ATALANTA vs. REAL MADRID
tchow: Atalanta is the unofficial club of FiveThirtyEight soccer chats.
grace: It traditionally is, but the team has been kind of … not quite itself this year?
tchow: Yes, Grace, but we can’t just ditch the club cause it’s having an off year.
tchow: I have this hypothesis that last year’s Atalanta squad could beat this season’s Real Madrid in this matchup.
cwick: Tony always trying to find the time travel angle.
grace: This was supposed to be the year Atalanta tightened up, but it just seems to have shaved a bit off the attack without adding defensive solidity.
ryan: It’s funny. Real and Atalanta have pretty much exactly the same goal-differential in league play this year: plus-0.9 per game.
[Sue Bird And Megan Rapinoe Have Gotten Better Together]
grace: I’m just bored of this Real team. It’s the same players under the same manager doing a lot of the same stuff and it’s just getting dull.
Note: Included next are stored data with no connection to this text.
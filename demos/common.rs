//! Shared utilities for demos.
//!
//! Provides common functionality used across all demos:
//! - Command-line argument parsing
//! - Logging initialization
//! - Graceful exit handling

#![allow(dead_code)]

// ============================================================================
// Imports
// ============================================================================

use tracing_subscriber::EnvFilter;

// ============================================================================
// Constants
// ============================================================================

/// Port used when `--port` is not given.
pub const DEFAULT_DEMO_PORT: u16 = 8047;

// ============================================================================
// Types
// ============================================================================

/// Command-line arguments for demos.
#[derive(Debug, Clone)]
pub struct Args {
    pub debug: bool,
    pub no_wait: bool,
    pub port: u16,
    pub policy: bool,
}

impl Args {
    /// Parse command-line arguments.
    pub fn parse() -> Self {
        let args: Vec<String> = std::env::args().collect();

        let port = args
            .iter()
            .position(|a| a == "--port")
            .and_then(|i| args.get(i + 1))
            .and_then(|p| p.parse().ok())
            .unwrap_or(DEFAULT_DEMO_PORT);

        Self {
            debug: args.iter().any(|a| a == "--debug"),
            no_wait: args.iter().any(|a| a == "--no-wait"),
            port,
            policy: args.iter().any(|a| a == "--policy"),
        }
    }
}

// ============================================================================
// Functions
// ============================================================================

/// Initialize tracing/logging.
pub fn init_logging(debug: bool) {
    let filter = if debug {
        "websocket_server=trace"
    } else {
        "websocket_server=info"
    };

    tracing_subscriber::fmt()
        .with_env_filter(EnvFilter::try_from_default_env().unwrap_or_else(|_| EnvFilter::new(filter)))
        .with_target(false)
        .init();
}

/// Wait for Ctrl+C or skip if `--no-wait` flag is set.
pub async fn wait_for_exit(no_wait: bool) {
    if no_wait {
        println!("[--no-wait] Skipping wait");
        return;
    }

    println!("Press Ctrl+C to exit...");
    tokio::signal::ctrl_c().await.ok();
}
//! WebSocket server - protocol engine for legacy and RFC 6455 clients.
//!
//! This library accepts WebSocket upgrades, negotiates one of two protocol
//! generations, and dispatches decoded frames to application handlers
//! selected by URL route.
//!
//! # Architecture
//!
//! The engine is split into a sans-IO core and a thin tokio host:
//!
//! - **Protocol**: handshake negotiation and the two frame codecs, byte
//!   buffers in, frames and replies out
//! - **Session**: per-connection state machine owning the receive buffer,
//!   the outbound queue and the attached [`Upstream`]
//! - **Server**: TCP listener running one task per connection
//!
//! Key design principles:
//!
//! - The protocol generation is chosen once, at handshake time
//! - Route name (first path segment) selects an upstream factory
//! - Partial input is buffered until a whole line or frame is available
//! - Finalization is idempotent and notifies the upstream exactly once
//!
//! # Quick Start
//!
//! ```no_run
//! use std::sync::Arc;
//!
//! use websocket_server::{
//!     Connection, Frame, Result, RouteRegistry, ServerConfig, Upstream, WebSocketServer,
//! };
//!
//! struct Echo;
//!
//! impl Upstream for Echo {
//!     fn on_frame(&mut self, conn: &mut Connection, frame: Frame) -> bool {
//!         conn.send(&frame.payload, frame.opcode).is_ok()
//!     }
//! }
//!
//! #[tokio::main]
//! async fn main() -> Result<()> {
//!     let routes = Arc::new(RouteRegistry::new());
//!     routes.set("echo", Arc::new(|_: &Connection| {
//!         Some(Box::new(Echo) as Box<dyn Upstream>)
//!     }));
//!
//!     let config = ServerConfig::builder().enable(true).build()?;
//!     let server = WebSocketServer::bind(config, routes).await?;
//!     println!("Listening on {}/echo", server.ws_url());
//!
//!     tokio::signal::ctrl_c().await?;
//!     server.shutdown().await;
//!     Ok(())
//! }
//! ```
//!
//! # Modules
//!
//! | Module | Description |
//! |--------|-------------|
//! | [`error`] | Error types and [`Result`] alias |
//! | [`identifiers`] | Type-safe ID wrappers |
//! | [`protocol`] | Handshake and frame codecs (sans-IO) |
//! | [`session`] | Per-connection state machine and upstream trait |
//! | [`server`] | Configuration, route registry, tokio listener |

// ============================================================================
// Modules
// ============================================================================

/// Error types and result aliases.
///
/// All fallible operations return [`Result<T>`] which uses [`Error`].
pub mod error;

/// Type-safe identifiers.
pub mod identifiers;

/// WebSocket wire protocol: handshake negotiation and frame codecs.
pub mod protocol;

/// Per-connection session state machine.
///
/// - [`Session`] - drives one connection
/// - [`Connection`] - write handle given to upstreams
/// - [`Upstream`] - application handler trait
pub mod session;

/// Listener, configuration and route registry.
pub mod server;

// ============================================================================
// Re-exports
// ============================================================================

// Error types
pub use error::{Error, Result};

// Identifier types
pub use identifiers::SessionId;

// Protocol types
pub use protocol::{Frame, HandshakeRequest, HandshakeState, Opcode, ProtocolVariant};

// Session types
pub use session::{
    Connection, PolicyProvider, Session, SessionSettings, SessionState, StaticPolicy, Upstream,
    UpstreamFactory,
};

// Server types
pub use server::{RouteRegistry, ServerConfig, ServerConfigBuilder, WebSocketServer};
ryan: It got walloped by City last year and really wasn’t too impressive in the group stages this season. SPI doesn’t love Atalanta — shame on you, algorithm — but I see this as a 50-50 matchup.
tchow: It would be one thing if it was doing the same stuff and it was working. But it’s been so inconsistent this season. It ended up winning Group B but it was a lot closer than it should’ve been. I think having Eden Hazard in and out of the lineup this season certainly doesn’t help and he’s gonna miss this first leg against Atalanta.
ryan: Sergio Ramos is likely out for both games, too. Atalanta seriously might have the two best players in this matchup: Duvan Zapata and gangly ole Josip Iličić.
grace: The year is 2030 and Karim Benzema is still Real Madrid’s top scorer.
tchow: And Luka Modrić is still its No. 10.